Le deuxième objectif du livre est de présenter, à travers des photographies et des tableaux, l’oeuvre des filles et femmes d’Akhmim comme relevant de l’art avec un grand A. Ce grand débat, jamais conclu, de savoir s’il faut considérer le travail manuel comme de l’art ou de l’artisanat, Loula Lahham le tranche avec beaucoup de foi dans la particularité de la créativité des filles d’Akhmim, et plus particulièrement de la production du centre de service collectif, unité de l’Association de la Haute-Egypte. Elle voit dans les paysages, les personnages, les oiseaux, les animaux et les scènes de la vie quotidienne représentées sur les toiles par la seule aiguille une oeuvre authentique, chaque artiste possédant un style qui lui est propre. « Les motifs de chaque toile se caractérisent par l’expression libre de chaque artiste », avance Loula Lahham. Et d’ajouter : « Je ne pense pas qu’il s’agisse d’artisanat, puisqu’il n’est pas question de modèles qui se répètent. Chaque tableau a son authenticité, chaque tableau est unique dans son genre ».

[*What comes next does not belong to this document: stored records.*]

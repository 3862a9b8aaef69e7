//! Post-incident learning capture.
//!
//! Lessons live in memory for the lifetime of the module; nothing is
//! persisted between runs.

use chrono::Local;
use serde::{Deserialize, Serialize};

use crate::types::StrategicPlan;

/// Keywords that make past lessons relevant to a new situation
const RELEVANCE_KEYWORDS: &[&str] = &["merger", "m&a", "signing", "tokyo"];

#[derive(Debug, Clone, PartialEq, Serialize, Deserialize)]
#[serde(untagged)]
pub enum LearnedParameters {
    /// Lessons specific to M&A travel disruptions
    Targeted {
        priority_override: String,
        intermodal_viable: bool,
        osaka_bypass_success: bool,
        privacy_protocol: String,
    },
    General {
        general_learning: String,
    },
}

#[derive(Debug, Clone, PartialEq, Serialize, Deserialize)]
pub struct LearningRecord {
    pub timestamp: String,
    pub incident_type: String,
    pub solution_applied: StrategicPlan,
    pub outcome: String,
    pub learned_parameters: LearnedParameters,
}

/// Derive lessons from a resolved incident.
///
/// Only M&A / merger incidents produce targeted parameters; anything else
/// gets the generic acknowledgement.
pub fn extract_learnings(incident_type: &str, outcome: &str) -> LearnedParameters {
    if incident_type.contains("M&A") || incident_type.to_lowercase().contains("merger") {
        LearnedParameters::Targeted {
            priority_override: "TIME > COMFORT".to_string(),
            intermodal_viable: true,
            osaka_bypass_success: outcome == "SUCCESS",
            privacy_protocol: "SOVEREIGN_VALIDATED".to_string(),
        }
    } else {
        LearnedParameters::General {
            general_learning: "Protocol executed successfully".to_string(),
        }
    }
}

#[derive(Debug, Default)]
pub struct ContinuousLearningModule {
    lessons: Vec<LearningRecord>,
}

impl ContinuousLearningModule {
    pub fn new() -> Self {
        Self::default()
    }

    /// Append a lesson and return a copy of it
    pub fn record_incident(
        &mut self,
        incident_type: &str,
        solution: &StrategicPlan,
        outcome: &str,
    ) -> LearningRecord {
        let lesson = LearningRecord {
            timestamp: Local::now().to_rfc3339(),
            incident_type: incident_type.to_string(),
            solution_applied: solution.clone(),
            outcome: outcome.to_string(),
            learned_parameters: extract_learnings(incident_type, outcome),
        };
        self.lessons.push(lesson.clone());
        lesson
    }

    /// All lessons, if the context mentions any relevance keyword
    pub fn relevant_learnings(&self, context: &str) -> Vec<&LearningRecord> {
        let context = context.to_lowercase();
        if RELEVANCE_KEYWORDS.iter().any(|k| context.contains(k)) {
            self.lessons.iter().collect()
        } else {
            Vec::new()
        }
    }

    pub fn lessons(&self) -> &[LearningRecord] {
        &self.lessons
    }
}

#[cfg(test)]
mod tests {
    use super::*;
    use crate::types::RoutePlan;

    fn plan() -> StrategicPlan {
        StrategicPlan {
            primary_route: RoutePlan {
                name: "Osaka Bypass Protocol".to_string(),
                segments: vec![],
                total_time: "15h 05m".to_string(),
                arrival_estimate: "08:15 AM Tokyo Time".to_string(),
                buffer: "45 minutes before deadline".to_string(),
            },
            reasoning_trace: "trace".to_string(),
            confidence: "94%".to_string(),
        }
    }

    #[test]
    fn test_mna_incident_yields_targeted_lessons() {
        match extract_learnings("M&A Travel Disruption", "SUCCESS") {
            LearnedParameters::Targeted { osaka_bypass_success, priority_override, .. } => {
                assert!(osaka_bypass_success);
                assert_eq!(priority_override, "TIME > COMFORT");
            }
            other => panic!("expected targeted lessons, got {:?}", other),
        }
    }

    #[test]
    fn test_merger_keyword_is_case_insensitive() {
        let params = extract_learnings("Cross-border MERGER delay", "FAILURE");
        assert!(matches!(
            params,
            LearnedParameters::Targeted { osaka_bypass_success: false, .. }
        ));
    }

    #[test]
    fn test_other_incidents_get_general_lesson() {
        assert_eq!(
            extract_learnings("Lost luggage", "SUCCESS"),
            LearnedParameters::General {
                general_learning: "Protocol executed successfully".to_string()
            }
        );
    }

    #[test]
    fn test_record_appends() {
        let mut module = ContinuousLearningModule::new();
        let record = module.record_incident("M&A Travel Disruption", &plan(), "SUCCESS");
        module.record_incident("Lost luggage", &plan(), "SUCCESS");

        assert_eq!(module.lessons().len(), 2);
        assert_eq!(module.lessons()[0], record);
        assert_eq!(record.solution_applied, plan());
    }

    #[test]
    fn test_relevant_learnings_by_keyword() {
        let mut module = ContinuousLearningModule::new();
        module.record_incident("M&A Travel Disruption", &plan(), "SUCCESS");

        assert_eq!(module.relevant_learnings("Flight to TOKYO cancelled").len(), 1);
        assert!(module.relevant_learnings("weekend in Lyon").is_empty());
    }

    #[test]
    fn test_parameters_serialize_flat() {
        let json = serde_json::to_value(extract_learnings("M&A", "SUCCESS")).unwrap();
        assert_eq!(json["privacy_protocol"], "SOVEREIGN_VALIDATED");
        assert_eq!(json["intermodal_viable"], true);
    }
}
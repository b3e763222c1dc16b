// Unit tests for Orbit Match

use orbit_match::core::{admission_probability, ScoringError, PROBABILITY_MAX, PROBABILITY_MIN};
use orbit_match::models::{MatchRequest, MatchWeights, ProgramType, University};

fn university(
    name: &str,
    avg_gpa: f64,
    avg_gmat: i32,
    avg_gre: i32,
    min_work_exp: i32,
    acceptance_rate: f64,
    program_type: ProgramType,
) -> University {
    University {
        name: name.to_string(),
        country: "USA".to_string(),
        avg_gpa,
        avg_gmat,
        avg_gre,
        min_work_exp,
        acceptance_rate,
        program_type,
    }
}

fn mba_request(gpa: f64, gmat: Option<i32>, gre: Option<i32>, work: i32) -> MatchRequest {
    MatchRequest {
        gpa,
        gmat_score: gmat,
        gre_score: gre,
        work_experience: work,
        program_type: "MBA".to_string(),
    }
}

#[test]
fn test_harvard_reference_case() {
    // The documented example: {gpa 3.5, gmat 710, work 2} against
    // Harvard Business School (3.8 / 730 / 2 years / 10%).
    let harvard = university(
        "Harvard Business School",
        3.8,
        730,
        320,
        2,
        10.0,
        ProgramType::Mba,
    );
    let request = mba_request(3.5, Some(710), None, 2);

    let probability =
        admission_probability(&request, &harvard, &MatchWeights::default()).unwrap();

    assert!(probability >= PROBABILITY_MIN && probability <= PROBABILITY_MAX);
    assert!((probability - 48.1).abs() < 1e-9);
}

#[test]
fn test_probability_band_over_profile_grid() {
    // Sweep a grid of profiles against representative programs; every
    // computed probability must land inside the visible band.
    let programs = vec![
        university("Selective MBA", 3.8, 740, 325, 3, 8.0, ProgramType::Mba),
        university("Open MBA", 3.2, 650, 305, 0, 45.0, ProgramType::Mba),
        university("Selective MS", 3.8, 0, 332, 0, 6.0, ProgramType::Ms),
        university("Open MS", 3.3, 0, 310, 0, 35.0, ProgramType::Ms),
    ];
    let weights = MatchWeights::default();

    for gpa in [2.0, 3.0, 3.5, 4.0] {
        for gmat in [None, Some(550), Some(700), Some(790)] {
            for work in [0, 2, 8] {
                let mut request = mba_request(gpa, gmat, Some(315), work);
                for program in &programs {
                    request.program_type = program.program_type.to_string();
                    let probability =
                        admission_probability(&request, program, &weights).unwrap();
                    assert!(
                        (PROBABILITY_MIN..=PROBABILITY_MAX).contains(&probability),
                        "out of band: {} for {} (gpa {}, gmat {:?}, work {})",
                        probability,
                        program.name,
                        gpa,
                        gmat,
                        work
                    );
                }
            }
        }
    }
}

#[test]
fn test_exam_cross_conversion_both_directions() {
    let weights = MatchWeights::default();
    let mba = university("B-School", 3.6, 720, 318, 2, 12.0, ProgramType::Mba);
    let ms = university("Grad School", 3.6, 0, 325, 0, 12.0, ProgramType::Ms);

    // GRE-only candidate scored against an MBA program
    let gre_only = mba_request(3.6, None, Some(325), 2);
    assert!(admission_probability(&gre_only, &mba, &weights).is_ok());

    // GMAT-only candidate scored against an MS program
    let mut gmat_only = mba_request(3.6, Some(720), None, 2);
    gmat_only.program_type = "MS".to_string();
    assert!(admission_probability(&gmat_only, &ms, &weights).is_ok());
}

#[test]
fn test_missing_exam_scores() {
    let weights = MatchWeights::default();
    let mba = university("B-School", 3.6, 720, 318, 2, 12.0, ProgramType::Mba);

    let no_exams = mba_request(3.6, None, None, 2);
    assert_eq!(
        admission_probability(&no_exams, &mba, &weights),
        Err(ScoringError::MissingExamScore)
    );
}

#[test]
fn test_stronger_profile_never_scores_lower() {
    let weights = MatchWeights::default();
    let program = university("B-School", 3.7, 720, 318, 3, 15.0, ProgramType::Mba);

    let weak = mba_request(3.0, Some(640), None, 1);
    let strong = mba_request(3.8, Some(750), None, 5);

    let weak_probability = admission_probability(&weak, &program, &weights).unwrap();
    let strong_probability = admission_probability(&strong, &program, &weights).unwrap();
    assert!(strong_probability > weak_probability);
}

#[test]
fn test_higher_acceptance_rate_raises_probability() {
    let weights = MatchWeights::default();
    let request = mba_request(3.5, Some(700), None, 3);

    let selective = university("Selective", 3.6, 710, 318, 2, 8.0, ProgramType::Mba);
    let open = university("Open", 3.6, 710, 318, 2, 30.0, ProgramType::Mba);

    let selective_probability =
        admission_probability(&request, &selective, &weights).unwrap();
    let open_probability = admission_probability(&request, &open, &weights).unwrap();
    assert!(open_probability > selective_probability);
}

#[test]
fn test_probability_reported_in_tenths() {
    let weights = MatchWeights::default();
    let program = university("B-School", 3.8, 730, 320, 2, 10.0, ProgramType::Mba);
    let request = mba_request(3.5, Some(710), None, 2);

    let probability = admission_probability(&request, &program, &weights).unwrap();
    let scaled = probability * 10.0;
    assert!((scaled - scaled.round()).abs() < 1e-9);
}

Un troisième objectif, non moins pertinent, est celui de mettre le point sur la créativité de la femme égyptienne, notamment dans le milieu rural. A la différence du travail des ONG qui misent sur le développement et l’éducation des femmes dans les milieux démunis, il est question ici d’un travail manuel de filles illettrées qui s’est développé pour être présent dans les expositions de par le monde, soit un travail qui s’attache facilement à l’adjectif artistique.

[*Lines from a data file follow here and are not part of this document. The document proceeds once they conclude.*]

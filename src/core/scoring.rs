use crate::models::{MatchWeights, MatchRequest, ProgramType, University};
use thiserror::Error;

/// Catalog-wide exam averages used when a program publishes none.
const DEFAULT_AVG_GMAT: f64 = 650.0;
const DEFAULT_AVG_GRE: f64 = 320.0;

/// Exam and GPA ratios are clamped to this band so a single outlier
/// metric cannot dominate the weighted sum.
const RATIO_MIN: f64 = 0.4;
const RATIO_MAX: f64 = 1.2;

/// Acceptance-rate factor bounds (rate is stored in percent).
const ACCEPTANCE_FACTOR_MIN: f64 = 0.05;
const ACCEPTANCE_FACTOR_MAX: f64 = 0.6;
const ACCEPTANCE_BASE: f64 = 0.4;

/// Visible probability band for every response.
pub const PROBABILITY_MIN: f64 = 20.0;
pub const PROBABILITY_MAX: f64 = 95.0;

/// Errors a single profile/program scoring can produce
#[derive(Debug, Clone, PartialEq, Eq, Error)]
pub enum ScoringError {
    #[error("candidate supplied neither a GMAT nor a GRE score")]
    MissingExamScore,

    #[error("non-finite value for {0}")]
    NonFiniteInput(&'static str),
}

/// Compute the admission probability (percent) for a candidate against
/// one program.
///
/// Formula:
/// 1. Pick the exam metric by program type (GMAT for MBA, GRE otherwise),
///    cross-converting via a fixed linear formula when the candidate
///    supplied only the other exam.
/// 2. Ratio of candidate exam and GPA to the program averages, each
///    clamped to [0.4, 1.2].
/// 3. Work-experience ratio min(candidate / required, 1.0), or 1.0 when
///    the program requires none.
/// 4. Weighted sum, scaled by 0.4 + acceptance factor, expressed as a
///    percentage and clamped to [20, 95].
pub fn admission_probability(
    request: &MatchRequest,
    university: &University,
    weights: &MatchWeights,
) -> Result<f64, ScoringError> {
    if !request.gpa.is_finite() {
        return Err(ScoringError::NonFiniteInput("gpa"));
    }

    let (exam_score, avg_exam) = exam_metric(request, university)?;
    let program_weights = weights.for_program(university.program_type);

    let exam_ratio = (exam_score / avg_exam.max(1.0)).clamp(RATIO_MIN, RATIO_MAX);
    let gpa_ratio = (request.gpa / university.avg_gpa.max(0.01)).clamp(RATIO_MIN, RATIO_MAX);
    let work_ratio = work_experience_ratio(request.work_experience, university.min_work_exp);

    let acceptance_factor = (university.acceptance_rate / 100.0)
        .clamp(ACCEPTANCE_FACTOR_MIN, ACCEPTANCE_FACTOR_MAX);

    let raw_score = exam_ratio * program_weights.exam
        + gpa_ratio * program_weights.gpa
        + work_ratio * program_weights.work;
    let adjusted = raw_score * (ACCEPTANCE_BASE + acceptance_factor);

    Ok(round_to_tenth(adjusted * 100.0).clamp(PROBABILITY_MIN, PROBABILITY_MAX))
}

/// Select the candidate's exam score and the program average for the
/// metric the program cares about. A score of 0 on either side counts
/// as "not supplied" / "not published".
fn exam_metric(
    request: &MatchRequest,
    university: &University,
) -> Result<(f64, f64), ScoringError> {
    let gmat = request.gmat_score.filter(|score| *score > 0);
    let gre = request.gre_score.filter(|score| *score > 0);

    match university.program_type {
        ProgramType::Mba => {
            let exam = match (gmat, gre) {
                (Some(gmat), _) => f64::from(gmat),
                (None, Some(gre)) => gre_to_gmat(f64::from(gre)),
                (None, None) => return Err(ScoringError::MissingExamScore),
            };
            let avg = if university.avg_gmat > 0 {
                f64::from(university.avg_gmat)
            } else {
                DEFAULT_AVG_GMAT
            };
            Ok((exam, avg))
        }
        ProgramType::Ms => {
            let exam = match (gre, gmat) {
                (Some(gre), _) => f64::from(gre),
                (None, Some(gmat)) => gmat_to_gre(f64::from(gmat)),
                (None, None) => return Err(ScoringError::MissingExamScore),
            };
            let avg = if university.avg_gre > 0 {
                f64::from(university.avg_gre)
            } else {
                DEFAULT_AVG_GRE
            };
            Ok((exam, avg))
        }
    }
}

/// Linear GRE -> GMAT equivalence.
#[inline]
fn gre_to_gmat(gre: f64) -> f64 {
    gre * 0.214 + 200.0
}

/// Linear GMAT -> GRE equivalence.
#[inline]
fn gmat_to_gre(gmat: f64) -> f64 {
    gmat * 3.1 - 620.0
}

/// Programs with no experience requirement treat every candidate as
/// fully qualified on this axis.
#[inline]
fn work_experience_ratio(work_experience: i32, min_work_exp: i32) -> f64 {
    if min_work_exp > 0 {
        (f64::from(work_experience) / f64::from(min_work_exp)).min(1.0)
    } else {
        1.0
    }
}

#[inline]
fn round_to_tenth(value: f64) -> f64 {
    (value * 10.0).round() / 10.0
}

Pour révéler ce troisième aspect, Loula Lahham creuse dans les origines de cette production artistique et insère des fragments de témoignages sincères et touchants tout le long du livre, par la bouche des femmes fondatrices du projet ou par celle des filles et femmes-artistes d’Akhmim. On peut ainsi lire des témoignages des fondatrices qui étaient convoquées par l’Association dans les années 1960 pour enseigner aux jeunes filles. Ce sont les membres d’un groupe de femmes dédiées à propager les valeurs de la paix et de la tolérance, et à améliorer les conditions de vie de la femme dans les pays pauvres. Mais aussi des témoignages de femmes-artistes qui évoquent la difficulté de mener à bien leur art. « L’avenir est entre les mains de Dieu. Le travail a besoin d’effort et de souffrance. Nous, les adultes, nous passons notre temps à l’art. Les filles d’aujourd’hui veulent se marier. Il y a celles qui ont des enfants, celles préoccupées par le travail ménager, elles ne sont plus concentrées sur l’art. Nous avons fourni beaucoup d’efforts pour arriver à ce stade. Les filles d’aujourd’hui accèdent au centre quand elles sont déjà adultes, elles veulent se marier d’abord, puis travailler. Il n’y a plus de jeunes filles comme de notre temps. Personne ne veut faire l’effort. Moi, sans le centre, je n’aurais pas existé. Le travail a atténué beaucoup de difficultés dans ma vie », confie ainsi Mariam Azmi Azer, dans un entretien accordé à l’auteure.
Exposition des tableaux d’Akhmim du 29 novembre au 9 décembre, au siège de l’Association de la Haute-Egypte, 65 rue Qobeissi, Daher, Le Caire.